Thursday March 10 2016

Stable Shilling, high supplies bring local fuel prices down

A board displaying fuel prices at Total Kibuli

A board displaying fuel prices at Total Kibuli in Kampala. Pump prices have dropped, a move that experts attribute to a stable Shilling. Photo by Rachel Mabala  

By Dorothy Nakaweesi

Kampala. Fuel pump prices across major fuel operators have dropped by between Shs150 and Shs500 over the past two weeks, granting motorists relief that industry players say is temporary.
A mini-survey by Daily Monitor in and around Kampala central business district fuel stations showed that diesel has had a bigger drop of about 20 per cent while petrol experienced a 7.3 per cent drop since the beginning of the year.
The fuel stations, mainly Shell, Total, Kobil, Hash and Petro had their pump prices average at Shs3,400 down from Shs3,650 a litre.

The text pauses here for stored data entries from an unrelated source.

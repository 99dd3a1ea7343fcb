//! Repository layer abstractions and persistence implementations.
//!
//! # Responsibility
//! - Define the CRUD contract the core consumes for book records.
//! - Isolate SQLite query details from service orchestration.
//!
//! # Invariants
//! - Write paths enforce the required-field rules before any mutation.
//! - Repository APIs return semantic errors (`NotFound`, `Validation`) apart
//!   from storage transport errors.

pub mod book_repo;
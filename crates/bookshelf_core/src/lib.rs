//! Core domain logic for Bookshelf.
//! This crate is the single source of truth for book listing and write
//! validation rules.

pub mod config;
pub mod db;
pub mod logging;
pub mod model;
pub mod repo;
pub mod search;
pub mod service;

pub use config::{BookshelfConfig, ConfigError};
pub use logging::{default_log_level, flush_logging, init_logging, logging_status};
pub use model::book::{
    Book, BookField, BookId, BookInput, BookPatch, BookValidationError, FieldViolation, NewBook,
    BOOK_FIELD_RULES,
};
pub use repo::book_repo::{
    BookListQuery, BookPage, BookRepository, RepoError, RepoResult, SqliteBookRepository,
};
pub use search::filter::BookFilter;
pub use search::page::{parse_page, total_pages, PageInfo, PageRequest, PAGE_SIZE};
pub use service::book_service::{
    BookForm, BookListing, BookService, BookServiceError, FormMode, WriteOutcome,
};

/// Minimal health-check API.
pub fn ping() -> &'static str {
    "pong"
}

/// Returns the core crate version.
pub fn core_version() -> &'static str {
    env!("CARGO_PKG_VERSION")
}

#[cfg(test)]
mod tests {
    use super::{core_version, ping};

    #[test]
    fn ping_returns_pong() {
        assert_eq!(ping(), "pong");
    }

    #[test]
    fn version_is_not_empty() {
        assert!(!core_version().is_empty());
    }
}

By the same token, diesel prices have been seen on a downward trend currently a litre costs Shs2, 500 down from Shs3, 000.
Although there has been mild drop since the beginning of the year, dealers attribute the current drop to low global oil prices caused by abundant supplies from the producing countries and slow demand.
As of yesterday, information from the Organisation of the Petroleum Exporting Countries, a barrel of oil was quoted at $34.3 (Shs115, 248).

Stable forex
Experts also attribute the drop to the strengthening of the Uganda Shilling against the US dollar, the currency for international trading.
In an interview with Daily Monitor, Hash Energy general manager Peter Ochieng said: “The prices dropped due to favourable forex rates which have slightly contributed to the current prices.”
Uganda imports its fuel and payments are done in dollars which has exhibited some stability against the local currency since the beginning of the year trading in the ranges of Shs3,300 to Shs3,400.

By close of business yesterday, the Shilling was buying at 3,358 and selling at 3,368 per dollar.
In the same vein, Vivo Energy Uganda managing director Hans Paulsen said the current low prices are due to the favourable and stable exchange rates.
He, however, said: “As to whether this drop will remain or continue going down, I cannot tell but as long as all factors that have facilitated this trend remain constant, then we shall too pass on the value to our customers-by reducing the price further.”

However, experts say the drop is temporary as global prices of oil have started edging up.
Kobil country manager Anthony Gatandi, told Daily Monitor that: “The drop is a reflection of the fuel we procured earlier when the international prices were at their lowest.”
He, however, added: “We have started seeing prices of oil going up something that is likely to go on until the end of March. This means the drop in local prices is temporary.”

Falling prices of fuel to the private sector is good news, this being a complementary commodity means that they will be spending less and getting more fuel in terms of quantity.
Tom Emolut, a taxi driver plying Kampala-Bweyogerere route, said with the new fuel prices, he is able to make and save more money.
“My vehicle uses diesel; before when the prices were high I would make below Shs150, 000 but now, on average I retire with Shs200, 000,” Emolut said.

However, Uganda Manufacturers Association executive director Ssebagala Kigozi thinks the drop is insignificant.
“I do not think this 10-20 per cent drop in fuel prices will impact or cut back on the cost of doing business because it’s insignificant. More so, we cannot tell whether it will be consistence,” he said.

Private Sector Foundation Uganda executive director Gideon Badagawa said: “Fuel prices dropping is one of the costs to manage among many others if we are to remain profitable and compete.”
“Both government and the private sector must be efficient in all our operations to eliminate unnecessary costs. Government should also help to better regulate the oil industry otherwise we fall prey to dealers,” he added.

Output freeze
Oil prices went above $40 (134400) a barrel yesterday, driven by anticipation that the world’s largest exporters may agree as soon as this month to freeze output, which could accelerate a decline in the largest global build in unwanted crude in years.
According to media reports, producers in and outside the Organisation of the Petroleum Exporting Countries plan to meet in Moscow on March 20 to discuss an output freeze.